## [Dataset records]
·····

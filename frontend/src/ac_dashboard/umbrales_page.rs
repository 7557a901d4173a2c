use aircontrol_shared::forms::UmbralForm;
use aircontrol_shared::{Aire, Umbral, optimistic};
use dioxus::prelude::*;

use super::widgets::{
    AlertBanner, AlertKind, Badge, CheckField, ConfirmModal, Field, Modal, Spinner, TextField,
};
use super::{http, session};

/// "Global" or the aire the threshold is pinned to.
pub fn alcance(u: &Umbral, aires: &[Aire]) -> String {
    if u.es_global {
        return "Global".to_string();
    }
    let from_list = u.aire_id.and_then(|id| aires.iter().find(|a| a.id == id));
    match (from_list, &u.aire_nombre) {
        (Some(a), _) => a.label(),
        (None, Some(nombre)) => match &u.ubicacion {
            Some(ub) => format!("{nombre} ({ub})"),
            None => nombre.clone(),
        },
        (None, None) => u
            .aire_id
            .map(|id| format!("Aire {id}"))
            .unwrap_or_else(|| "Específico".to_string()),
    }
}

#[component]
pub fn Umbrales() -> Element {
    let can_manage = session::current_user().is_some_and(|u| u.rol.can_manage());

    let mut aires = use_signal(Vec::<Aire>::new);
    let mut umbrales = use_signal(Vec::<Umbral>::new);
    let mut loading = use_signal(|| true);
    let mut error = use_signal(|| None::<String>);
    let mut notice = use_signal(|| None::<String>);
    let mut reload = use_signal(|| 0u64);

    // Some(None) = creating, Some(Some(id)) = editing.
    let mut editing = use_signal(|| None::<Option<i64>>);
    let mut form = use_signal(UmbralForm::default);
    let mut form_error = use_signal(|| None::<String>);
    let mut saving = use_signal(|| false);
    let mut confirm_delete = use_signal(|| None::<i64>);

    use_effect(move || {
        let _ = reload();
        spawn(async move {
            loading.set(true);
            match http::get_list::<Aire>("/api/aires").await {
                Ok(a) => aires.set(a),
                Err(e) => error.set(Some(e.user_message("Error al cargar los aires acondicionados."))),
            }
            match http::get_list::<Umbral>("/api/umbrales").await {
                Ok(u) => umbrales.set(u),
                Err(e) => error.set(Some(e.user_message("Error al cargar los umbrales."))),
            }
            loading.set(false);
        });
    });

    let open_add = move |_| {
        form.set(UmbralForm::default());
        form_error.set(None);
        editing.set(Some(None));
    };

    let mut open_edit = move |u: Umbral| {
        form.set(UmbralForm::from_umbral(&u));
        form_error.set(None);
        editing.set(Some(Some(u.id)));
    };

    let submit = move |_| {
        let Some(target) = editing() else {
            return;
        };
        let payload = match form.read().validate() {
            Ok(p) => p,
            Err(msg) => {
                form_error.set(Some(msg));
                return;
            }
        };
        form_error.set(None);
        saving.set(true);
        spawn(async move {
            let res = match target {
                Some(id) => http::put_json(&format!("/api/umbrales/{id}"), &payload).await,
                None => http::post_json("/api/umbrales", &payload).await,
            };
            saving.set(false);
            match res {
                Ok(ack) => {
                    editing.set(None);
                    notice.set(Some(ack.mensaje.unwrap_or_else(|| "Umbral guardado.".into())));
                    reload += 1;
                }
                Err(e) => form_error.set(Some(e.user_message("Error al guardar el umbral."))),
            }
        });
    };

    let mut do_delete = move |id: i64| {
        confirm_delete.set(None);
        let snapshot = optimistic::remove(&mut umbrales.write(), id);
        spawn(async move {
            if let Err(e) = http::delete(&format!("/api/umbrales/{id}")).await {
                log!(warn: "[umbrales] delete {id} failed, restoring list");
                umbrales.set(snapshot);
                error.set(Some(e.user_message("Error al eliminar el umbral.")));
            }
        });
    };

    let rows = umbrales.read().clone();
    let aire_opts = aires.read().clone();
    let f = form.read().clone();

    rsx! {
        div { class: "ac-page",
            div { class: "ac-page-head",
                h2 { class: "ac-title", "Umbrales de Alerta" }
                if can_manage {
                    button { class: "ac-btn ac-btn-primary", onclick: open_add, "+ Nuevo Umbral" }
                }
            }
            AlertBanner { kind: AlertKind::Error, message: error }
            AlertBanner { kind: AlertKind::Success, message: notice }

            if loading() {
                Spinner { label: "Cargando umbrales..." }
            } else if rows.is_empty() {
                div { class: "ac-card", style: "color:#94a3b8;",
                    "No hay umbrales configurados. Se usan los valores por defecto (18-25 °C, 30-70 %)."
                }
            } else {
                div { class: "ac-card", style: "padding:0; overflow:auto;",
                    table { class: "ac-table",
                        thead {
                            tr {
                                th { "Nombre" }
                                th { "Alcance" }
                                th { "Temperatura (°C)" }
                                th { "Humedad (%)" }
                                th { "Notificación" }
                                if can_manage {
                                    th {}
                                }
                            }
                        }
                        tbody {
                            for u in rows {
                                tr { key: "{u.id}",
                                    td { "{u.nombre}" }
                                    td {
                                        if u.es_global {
                                            Badge { variant: "primary", text: "Global" }
                                        } else {
                                            "{alcance(&u, &aire_opts)}"
                                        }
                                    }
                                    td { "{u.temp_min} - {u.temp_max}" }
                                    td { "{u.hum_min} - {u.hum_max}" }
                                    td {
                                        if u.notificar_activo {
                                            Badge { variant: "success", text: "Activa" }
                                        } else {
                                            Badge { variant: "secondary", text: "Inactiva" }
                                        }
                                    }
                                    if can_manage {
                                        td { style: "text-align:right; white-space:nowrap;",
                                            button {
                                                class: "ac-btn ac-btn-sm",
                                                onclick: {
                                                    let u = u.clone();
                                                    move |_| open_edit(u.clone())
                                                },
                                                "Editar"
                                            }
                                            button {
                                                class: "ac-btn ac-btn-sm ac-btn-danger",
                                                onclick: move |_| confirm_delete.set(Some(u.id)),
                                                "Eliminar"
                                            }
                                        }
                                    }
                                }
                            }
                        }
                    }
                }
            }

            if let Some(id) = confirm_delete() {
                ConfirmModal {
                    message: "¿Está seguro de que desea eliminar este umbral?",
                    on_confirm: move |_| do_delete(id),
                    on_cancel: move |_| confirm_delete.set(None),
                }
            }

            if let Some(target) = editing() {
                Modal {
                    title: if target.is_some() { "Editar Umbral".to_string() } else { "Nuevo Umbral".to_string() },
                    on_close: move |_| editing.set(None),
                    footer: rsx! {
                        button { class: "ac-btn", onclick: move |_| editing.set(None), "Cancelar" }
                        button {
                            class: "ac-btn ac-btn-primary",
                            disabled: saving(),
                            onclick: submit,
                            if saving() { "Guardando..." } else { "Guardar" }
                        }
                    },
                    AlertBanner { kind: AlertKind::Error, message: form_error }
                    TextField { label: "Nombre *", value: f.nombre, on_input: move |v| form.write().nombre = v }
                    CheckField {
                        label: "Umbral global (aplica a todos los aires)",
                        checked: f.es_global,
                        on_toggle: move |v: bool| {
                            let mut w = form.write();
                            w.es_global = v;
                            if v {
                                w.aire_id.clear();
                            }
                        },
                    }
                    if !f.es_global {
                        Field { label: "Aire Acondicionado *",
                            select {
                                class: "ac-input",
                                value: "{f.aire_id}",
                                onchange: move |e| form.write().aire_id = e.value(),
                                option { value: "", "Seleccione un aire" }
                                for a in aire_opts.iter() {
                                    option { key: "{a.id}", value: "{a.id}", "{a.label()}" }
                                }
                            }
                        }
                    }
                    div { class: "ac-grid-2",
                        TextField { label: "Temperatura mínima (°C) *", input_type: "number", value: f.temp_min, on_input: move |v| form.write().temp_min = v }
                        TextField { label: "Temperatura máxima (°C) *", input_type: "number", value: f.temp_max, on_input: move |v| form.write().temp_max = v }
                        TextField { label: "Humedad mínima (%) *", input_type: "number", value: f.hum_min, on_input: move |v| form.write().hum_min = v }
                        TextField { label: "Humedad máxima (%) *", input_type: "number", value: f.hum_max, on_input: move |v| form.write().hum_max = v }
                    }
                    CheckField {
                        label: "Notificaciones activas",
                        checked: f.notificar_activo,
                        on_toggle: move |v| form.write().notificar_activo = v,
                    }
                }
            }
        }
    }
}

#[cfg(test)]
mod tests {
    use super::*;

    fn umbral(es_global: bool, aire_id: Option<i64>) -> Umbral {
        Umbral {
            id: 1,
            nombre: "Sala".into(),
            es_global,
            aire_id,
            aire_nombre: None,
            ubicacion: None,
            temp_min: 18.0,
            temp_max: 25.0,
            hum_min: 30.0,
            hum_max: 70.0,
            notificar_activo: true,
        }
    }

    #[test]
    fn alcance_prefers_loaded_aire() {
        let aires = vec![Aire {
            id: 2,
            nombre: "AC-2".into(),
            ubicacion: "Piso 1".into(),
            fecha_instalacion: "2020-01-01".into(),
        }];
        assert_eq!(alcance(&umbral(true, None), &aires), "Global");
        assert_eq!(alcance(&umbral(false, Some(2)), &aires), aires[0].label());

        let mut u = umbral(false, Some(9));
        assert_eq!(alcance(&u, &aires), "Aire 9");
        u.aire_nombre = Some("AC-9".into());
        u.ubicacion = Some("Azotea".into());
        assert_eq!(alcance(&u, &aires), "AC-9 (Azotea)");
    }
}
pub mod config;
pub mod error;
pub mod http;
pub mod static_files;

#[cfg(test)]
mod config_tests;

pub use config::{Cli, ServerConfig};
pub use error::ServerError;
pub use http::{create_router, ApiState, ChatResponse};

·····

## [How to complete this task]
Scan the data above and report each line in which "notice" is present.

## [Result of this exercise]
    let mut notice = use_signal(|| None::<String>);
                    notice.set(Some(ack.mensaje.unwrap_or_else(|| "Umbral guardado.".into())));
            AlertBanner { kind: AlertKind::Success, message: notice }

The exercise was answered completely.